*What is needed*.
Retype, exactly and only, each line from the one containing "pub async fn" to the end of the records below.

*Exercise inputs*.

- - - -

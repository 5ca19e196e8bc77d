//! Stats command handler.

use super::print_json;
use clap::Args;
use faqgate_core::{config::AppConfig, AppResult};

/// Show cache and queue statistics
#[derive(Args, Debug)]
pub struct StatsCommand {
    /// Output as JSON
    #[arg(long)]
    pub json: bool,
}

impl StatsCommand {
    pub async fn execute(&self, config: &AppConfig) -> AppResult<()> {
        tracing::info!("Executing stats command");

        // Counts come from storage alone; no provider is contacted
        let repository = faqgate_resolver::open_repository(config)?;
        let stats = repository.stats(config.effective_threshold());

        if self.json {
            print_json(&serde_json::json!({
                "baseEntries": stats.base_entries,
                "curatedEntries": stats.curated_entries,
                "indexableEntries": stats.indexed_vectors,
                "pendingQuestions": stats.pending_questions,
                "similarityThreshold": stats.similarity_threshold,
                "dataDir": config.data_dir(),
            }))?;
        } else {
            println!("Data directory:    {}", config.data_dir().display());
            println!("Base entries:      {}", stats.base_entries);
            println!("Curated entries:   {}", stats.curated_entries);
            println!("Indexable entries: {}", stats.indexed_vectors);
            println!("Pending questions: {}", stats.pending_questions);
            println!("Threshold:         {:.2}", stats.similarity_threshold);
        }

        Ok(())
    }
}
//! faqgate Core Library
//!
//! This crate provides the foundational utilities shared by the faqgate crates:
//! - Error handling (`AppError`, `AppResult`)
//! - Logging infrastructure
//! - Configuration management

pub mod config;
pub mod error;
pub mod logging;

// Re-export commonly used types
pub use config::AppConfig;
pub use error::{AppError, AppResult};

- - - -

*Output*.
    pub async fn execute(&self, config: &AppConfig) -> AppResult<()> {
        tracing::info!("Executing stats command");

        // Counts come from storage alone; no provider is contacted
        let repository = faqgate_resolver::open_repository(config)?;
        let stats = repository.stats(config.effective_threshold());

        if self.json {
            print_json(&serde_json::json!({
                "baseEntries": stats.base_entries,
                "curatedEntries": stats.curated_entries,
                "indexableEntries": stats.indexed_vectors,
                "pendingQuestions": stats.pending_questions,
                "similarityThreshold": stats.similarity_threshold,
                "dataDir": config.data_dir(),
            }))?;
        } else {
            println!("Data directory:    {}", config.data_dir().display());
            println!("Base entries:      {}", stats.base_entries);
            println!("Curated entries:   {}", stats.curated_entries);
            println!("Indexable entries: {}", stats.indexed_vectors);
            println!("Pending questions: {}", stats.pending_questions);
            println!("Threshold:         {:.2}", stats.similarity_threshold);
        }

        Ok(())
    }
}
//! faqgate Core Library
//!
//! This crate provides the foundational utilities shared by the faqgate crates:
//! - Error handling (`AppError`, `AppResult`)
//! - Logging infrastructure
//! - Configuration management

pub mod config;
pub mod error;
pub mod logging;

// Re-export commonly used types
pub use config::AppConfig;
pub use error::{AppError, AppResult};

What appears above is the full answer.